» **THE DATA**
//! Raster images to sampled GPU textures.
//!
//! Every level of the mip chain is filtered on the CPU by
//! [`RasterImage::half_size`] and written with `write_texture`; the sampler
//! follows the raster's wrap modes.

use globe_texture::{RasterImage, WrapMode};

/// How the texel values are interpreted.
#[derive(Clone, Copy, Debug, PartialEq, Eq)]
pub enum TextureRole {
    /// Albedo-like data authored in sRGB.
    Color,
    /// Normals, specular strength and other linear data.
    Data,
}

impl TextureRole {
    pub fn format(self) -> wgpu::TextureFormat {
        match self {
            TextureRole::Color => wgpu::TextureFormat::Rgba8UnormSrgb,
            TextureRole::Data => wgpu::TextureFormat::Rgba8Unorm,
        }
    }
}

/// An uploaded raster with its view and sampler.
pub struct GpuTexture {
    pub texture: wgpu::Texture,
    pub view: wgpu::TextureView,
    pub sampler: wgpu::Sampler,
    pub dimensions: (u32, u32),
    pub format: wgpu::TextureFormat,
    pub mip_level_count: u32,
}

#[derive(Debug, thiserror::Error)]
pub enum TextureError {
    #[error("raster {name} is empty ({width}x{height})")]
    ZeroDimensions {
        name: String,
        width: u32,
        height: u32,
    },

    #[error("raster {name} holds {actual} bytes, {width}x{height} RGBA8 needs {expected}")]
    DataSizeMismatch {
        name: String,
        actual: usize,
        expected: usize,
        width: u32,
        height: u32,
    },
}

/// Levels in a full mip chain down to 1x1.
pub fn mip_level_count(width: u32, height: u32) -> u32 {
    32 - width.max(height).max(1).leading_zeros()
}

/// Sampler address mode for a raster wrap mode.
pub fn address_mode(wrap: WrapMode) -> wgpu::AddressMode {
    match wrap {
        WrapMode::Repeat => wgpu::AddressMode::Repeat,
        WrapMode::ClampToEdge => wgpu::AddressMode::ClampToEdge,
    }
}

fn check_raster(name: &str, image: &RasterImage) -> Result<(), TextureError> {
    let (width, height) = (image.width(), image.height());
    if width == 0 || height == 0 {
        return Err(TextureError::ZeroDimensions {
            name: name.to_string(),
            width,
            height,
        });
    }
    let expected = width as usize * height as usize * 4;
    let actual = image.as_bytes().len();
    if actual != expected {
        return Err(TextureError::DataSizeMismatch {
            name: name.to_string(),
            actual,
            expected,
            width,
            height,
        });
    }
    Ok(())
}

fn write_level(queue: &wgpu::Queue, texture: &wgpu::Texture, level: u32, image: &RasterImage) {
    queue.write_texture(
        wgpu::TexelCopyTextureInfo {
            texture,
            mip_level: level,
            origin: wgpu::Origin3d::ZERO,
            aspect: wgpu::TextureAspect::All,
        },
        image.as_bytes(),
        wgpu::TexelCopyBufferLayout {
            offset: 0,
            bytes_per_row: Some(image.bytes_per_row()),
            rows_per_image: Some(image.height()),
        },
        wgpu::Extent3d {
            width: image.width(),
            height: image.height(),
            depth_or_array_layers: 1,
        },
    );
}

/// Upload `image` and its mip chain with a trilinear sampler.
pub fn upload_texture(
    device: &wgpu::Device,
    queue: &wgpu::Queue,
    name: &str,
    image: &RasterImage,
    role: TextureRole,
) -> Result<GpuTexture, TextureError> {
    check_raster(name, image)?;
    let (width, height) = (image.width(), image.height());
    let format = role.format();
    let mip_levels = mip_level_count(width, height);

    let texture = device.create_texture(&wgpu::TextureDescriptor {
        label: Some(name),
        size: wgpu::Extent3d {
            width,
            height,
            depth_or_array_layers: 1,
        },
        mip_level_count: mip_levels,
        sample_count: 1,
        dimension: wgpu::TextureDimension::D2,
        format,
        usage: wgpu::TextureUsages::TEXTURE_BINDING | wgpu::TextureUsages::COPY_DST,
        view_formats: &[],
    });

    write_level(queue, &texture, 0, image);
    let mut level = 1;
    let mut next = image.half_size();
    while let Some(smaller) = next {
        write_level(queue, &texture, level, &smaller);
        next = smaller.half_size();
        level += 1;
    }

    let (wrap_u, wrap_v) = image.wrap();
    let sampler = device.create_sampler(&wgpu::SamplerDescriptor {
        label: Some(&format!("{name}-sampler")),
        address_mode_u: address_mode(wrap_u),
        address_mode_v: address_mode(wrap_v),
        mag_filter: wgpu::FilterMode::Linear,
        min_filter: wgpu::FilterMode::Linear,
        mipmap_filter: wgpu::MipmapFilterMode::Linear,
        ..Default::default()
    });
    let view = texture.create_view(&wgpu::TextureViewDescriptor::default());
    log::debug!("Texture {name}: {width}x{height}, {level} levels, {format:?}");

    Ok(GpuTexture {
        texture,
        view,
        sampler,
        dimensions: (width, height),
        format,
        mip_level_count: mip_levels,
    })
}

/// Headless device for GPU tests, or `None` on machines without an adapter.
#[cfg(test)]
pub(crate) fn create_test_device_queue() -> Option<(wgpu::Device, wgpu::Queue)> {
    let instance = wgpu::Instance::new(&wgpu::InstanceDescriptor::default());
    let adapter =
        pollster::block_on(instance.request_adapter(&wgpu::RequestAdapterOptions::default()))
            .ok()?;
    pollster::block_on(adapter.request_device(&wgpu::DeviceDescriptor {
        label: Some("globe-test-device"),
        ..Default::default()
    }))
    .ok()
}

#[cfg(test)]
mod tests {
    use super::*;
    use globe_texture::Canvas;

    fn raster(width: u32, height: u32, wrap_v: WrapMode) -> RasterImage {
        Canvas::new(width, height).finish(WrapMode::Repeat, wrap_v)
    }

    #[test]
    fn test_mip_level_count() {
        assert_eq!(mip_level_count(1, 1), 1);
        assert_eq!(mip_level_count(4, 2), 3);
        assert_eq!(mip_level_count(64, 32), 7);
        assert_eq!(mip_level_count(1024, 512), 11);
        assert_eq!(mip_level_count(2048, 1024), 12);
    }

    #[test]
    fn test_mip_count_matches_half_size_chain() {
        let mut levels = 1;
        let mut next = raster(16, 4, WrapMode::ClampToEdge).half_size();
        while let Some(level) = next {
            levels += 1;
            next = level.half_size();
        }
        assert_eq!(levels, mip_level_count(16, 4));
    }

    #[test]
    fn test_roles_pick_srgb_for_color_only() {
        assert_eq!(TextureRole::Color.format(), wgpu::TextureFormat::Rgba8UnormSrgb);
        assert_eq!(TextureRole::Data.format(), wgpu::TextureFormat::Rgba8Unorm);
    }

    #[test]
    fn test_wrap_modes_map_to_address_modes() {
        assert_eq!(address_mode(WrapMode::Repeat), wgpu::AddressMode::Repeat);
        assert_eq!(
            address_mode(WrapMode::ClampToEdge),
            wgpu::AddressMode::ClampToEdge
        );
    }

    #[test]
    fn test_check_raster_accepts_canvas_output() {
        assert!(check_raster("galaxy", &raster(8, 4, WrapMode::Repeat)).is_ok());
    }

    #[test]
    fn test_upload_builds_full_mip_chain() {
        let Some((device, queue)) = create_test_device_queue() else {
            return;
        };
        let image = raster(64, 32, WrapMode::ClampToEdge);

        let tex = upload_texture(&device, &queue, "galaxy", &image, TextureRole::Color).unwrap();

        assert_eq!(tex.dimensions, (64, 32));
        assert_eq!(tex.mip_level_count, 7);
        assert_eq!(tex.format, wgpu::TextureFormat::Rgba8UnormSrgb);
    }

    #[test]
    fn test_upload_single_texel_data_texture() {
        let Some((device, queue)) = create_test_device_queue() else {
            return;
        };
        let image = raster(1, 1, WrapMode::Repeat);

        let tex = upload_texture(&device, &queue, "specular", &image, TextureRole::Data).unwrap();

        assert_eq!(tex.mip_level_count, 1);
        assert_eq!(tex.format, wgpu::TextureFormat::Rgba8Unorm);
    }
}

==

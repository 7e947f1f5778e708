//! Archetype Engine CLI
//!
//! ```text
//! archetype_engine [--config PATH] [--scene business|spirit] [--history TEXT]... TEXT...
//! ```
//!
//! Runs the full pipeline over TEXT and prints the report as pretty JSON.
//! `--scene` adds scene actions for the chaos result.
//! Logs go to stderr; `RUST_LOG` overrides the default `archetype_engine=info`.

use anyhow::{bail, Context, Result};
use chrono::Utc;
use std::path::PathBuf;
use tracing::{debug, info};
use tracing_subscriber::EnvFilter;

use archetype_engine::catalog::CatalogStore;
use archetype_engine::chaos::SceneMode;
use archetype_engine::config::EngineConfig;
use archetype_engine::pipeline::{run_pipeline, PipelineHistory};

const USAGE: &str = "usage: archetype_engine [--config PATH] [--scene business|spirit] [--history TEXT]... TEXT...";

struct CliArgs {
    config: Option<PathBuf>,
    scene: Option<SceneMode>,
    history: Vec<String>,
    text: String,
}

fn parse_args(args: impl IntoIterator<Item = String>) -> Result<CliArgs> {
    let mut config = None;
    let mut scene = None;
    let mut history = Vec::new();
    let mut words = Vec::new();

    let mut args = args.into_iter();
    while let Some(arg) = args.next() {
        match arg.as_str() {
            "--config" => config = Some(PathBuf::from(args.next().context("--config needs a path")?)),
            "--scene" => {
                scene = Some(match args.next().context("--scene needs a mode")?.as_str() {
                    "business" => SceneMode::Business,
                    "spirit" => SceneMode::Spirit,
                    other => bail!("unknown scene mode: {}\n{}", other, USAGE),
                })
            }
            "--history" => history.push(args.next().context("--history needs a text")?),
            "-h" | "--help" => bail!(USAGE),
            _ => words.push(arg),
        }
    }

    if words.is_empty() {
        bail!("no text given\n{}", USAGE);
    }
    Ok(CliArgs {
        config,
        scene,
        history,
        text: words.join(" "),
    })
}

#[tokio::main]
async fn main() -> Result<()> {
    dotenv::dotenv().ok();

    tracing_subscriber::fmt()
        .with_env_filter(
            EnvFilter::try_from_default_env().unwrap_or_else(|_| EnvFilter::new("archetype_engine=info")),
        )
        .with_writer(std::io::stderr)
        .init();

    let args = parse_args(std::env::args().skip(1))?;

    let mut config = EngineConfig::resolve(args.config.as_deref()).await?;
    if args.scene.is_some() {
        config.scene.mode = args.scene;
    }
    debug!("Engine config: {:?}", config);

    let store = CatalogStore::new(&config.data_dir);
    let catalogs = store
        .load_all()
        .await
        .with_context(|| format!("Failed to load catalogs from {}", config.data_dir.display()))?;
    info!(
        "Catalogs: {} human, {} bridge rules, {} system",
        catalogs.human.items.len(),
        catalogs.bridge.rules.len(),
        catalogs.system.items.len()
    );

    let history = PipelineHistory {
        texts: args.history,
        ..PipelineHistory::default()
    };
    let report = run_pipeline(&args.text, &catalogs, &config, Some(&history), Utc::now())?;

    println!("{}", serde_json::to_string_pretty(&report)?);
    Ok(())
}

» **TASK DETAILS**
Report the number of lines above containing the word "label", with no other text.

» **SOLUTION**
3